Three empirical chapters addressing investments in real, alternative
assets are presented in this thesis.
Chapter 2 focuses on fine art as an investment. In recent years, the art
market has been characterized by final auction prices greatly exceeding the exante
estimates published by international auction houses. We define this
difference as a rarity premium and build a ‘Rarity Index’ by aggregating the
premia relative to the mean. We also investigate the benefits, outside financial
performance, associated with art ownership and introduce the term of ‘ownership
yield’, meant to encapsulate both aesthetic yield and features of conspicuous
consumption. This ownership yield may account for the large differences between
the values of rarity indexes we construct for three famous families of paintings
over the period 2003 to 2013.
In Chapter 3, we turn our attention to residential real estate in alpha cities.
We argue that relative price changes in prime property markets have greatly
deviated from non-prime markets on a national level, while similarities across
prime markets in different countries have increased. In order to illustrate the
extent of these changes, we introduce a novel ‘luxury ratio’ and perform several
statistical analyses on repeat-sales price indexes over the period 2003 to 2014.

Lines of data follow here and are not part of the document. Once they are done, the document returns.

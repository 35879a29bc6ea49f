//! Per-metric performance observers and their finalization rules.
//!
//! | metric | accumulation                      | finalized                          |
//! |--------|-----------------------------------|------------------------------------|
//! | LCP    | last entry wins                   | first `pagehide`                   |
//! | CLS    | sum of shifts without recent input| first qualifying batch, or pagehide|
//! | INP    | worst interaction latency         | `pagehide` (0 if no interaction)   |
//! | FCP    | direct                            | on observation                     |
//! | FID    | `processing_start - start_time`   | first input                        |
//! | TBT    | blocking time inside FCP..TTI     | quiet window elapsed, or pagehide  |
//! | TTFB   | `response_start - request_start`  | `load` (or now, if already loaded) |
//!
//! Report-once metrics are latched in the [`MetricStore`](super::MetricStore),
//! so the natural finalization path and the `pagehide` fallback can race
//! without ever reporting twice, and a later monitoring session on the same
//! page cannot overwrite them. A metric whose observer could not be created
//! is never reported.

use super::reporter::MetricReporter;
use super::store::MetricCallback;
use super::{MetricName, MetricSample};
use crate::host::{
    EntryDetail, EntryType, Host, ListenerId, ListenerOptions, ObserverId, PageEventType,
    PerformanceEntry, ReadyState,
};
use crate::scheduler::{Callback, Debouncer, Scheduler};
use crate::VitalsConfig;
use once_cell::sync::OnceCell;
use parking_lot::Mutex;
use smallvec::SmallVec;
use std::fmt;
use std::sync::atomic::{AtomicBool, Ordering};
use std::sync::{Arc, Weak};
use tracing::{debug, info, warn};

const INTERACTION_EVENTS: [&str; 3] = ["click", "keydown", "pointerdown"];
const FIRST_CONTENTFUL_PAINT: &str = "first-contentful-paint";

pub struct MonitoringOptions {
    pub report_to_console: bool,
    pub report_to_analytics: bool,
    pub on_metric_update: Option<MetricCallback>,
}

impl MonitoringOptions {
    pub fn with_on_metric_update<F>(mut self, callback: F) -> Self
    where
        F: Fn(&MetricSample) + Send + Sync + 'static,
    {
        self.on_metric_update = Some(Arc::new(callback));
        self
    }
}

impl Default for MonitoringOptions {
    fn default() -> Self {
        Self::from(&VitalsConfig::default())
    }
}

impl From<&VitalsConfig> for MonitoringOptions {
    fn from(config: &VitalsConfig) -> Self {
        Self {
            report_to_console: config.report_to_console,
            report_to_analytics: config.report_to_analytics,
            on_metric_update: None,
        }
    }
}

impl fmt::Debug for MonitoringOptions {
    fn fmt(&self, f: &mut fmt::Formatter<'_>) -> fmt::Result {
        f.debug_struct("MonitoringOptions")
            .field("report_to_console", &self.report_to_console)
            .field("report_to_analytics", &self.report_to_analytics)
            .field("on_metric_update", &self.on_metric_update.is_some())
            .finish()
    }
}

#[derive(Debug, Clone, Copy, PartialEq)]
pub struct CollectorSettings {
    pub long_task_threshold_ms: f64,
    pub tbt_quiet_window_ms: u64,
    pub tti_estimate_offset_ms: f64,
}

impl From<&VitalsConfig> for CollectorSettings {
    fn from(config: &VitalsConfig) -> Self {
        Self {
            long_task_threshold_ms: config.long_task_threshold_ms,
            tbt_quiet_window_ms: config.tbt_quiet_window_ms,
            tti_estimate_offset_ms: config.tti_estimate_offset_ms,
        }
    }
}

impl Default for CollectorSettings {
    fn default() -> Self {
        Self::from(&VitalsConfig::default())
    }
}

struct CollectorState {
    host: Weak<Host>,
    reporter: Arc<MetricReporter>,
    settings: CollectorSettings,
    // Metrics whose observer was created; set once the observers exist.
    observing: OnceCell<SmallVec<[MetricName; 6]>>,

    cls_value: Mutex<f64>,
    inp_worst: Mutex<Option<f64>>,
    fcp_time: Mutex<Option<f64>>,
    // (start, duration) of every task over the long-task threshold.
    long_tasks: Mutex<Vec<(f64, f64)>>,
    tbt_quiet: Debouncer,
}

type EntryHandler = fn(&Arc<CollectorState>, &[PerformanceEntry]);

Taking the case of London, we show how the luxury ratio has evolved over the
past two decades with respect to other UK cities. Results support the existence of
an ownership yield in a world where high (and ultra-high) net worth individuals
are growing in number and search for exclusiveness through the possession of
distinctive residential property. Chapter 4 targets two types of commercial real estate: data centers and
shopping complexes (companies specializing in malls, shopping centers, and
outlets). First, with price indexes based on US REITs, we analyze short-term and
long-term relationships between the S&P 500 and several commercial real estate
categories using Engle-Granger cointegration over the period 2009 to mid-2016.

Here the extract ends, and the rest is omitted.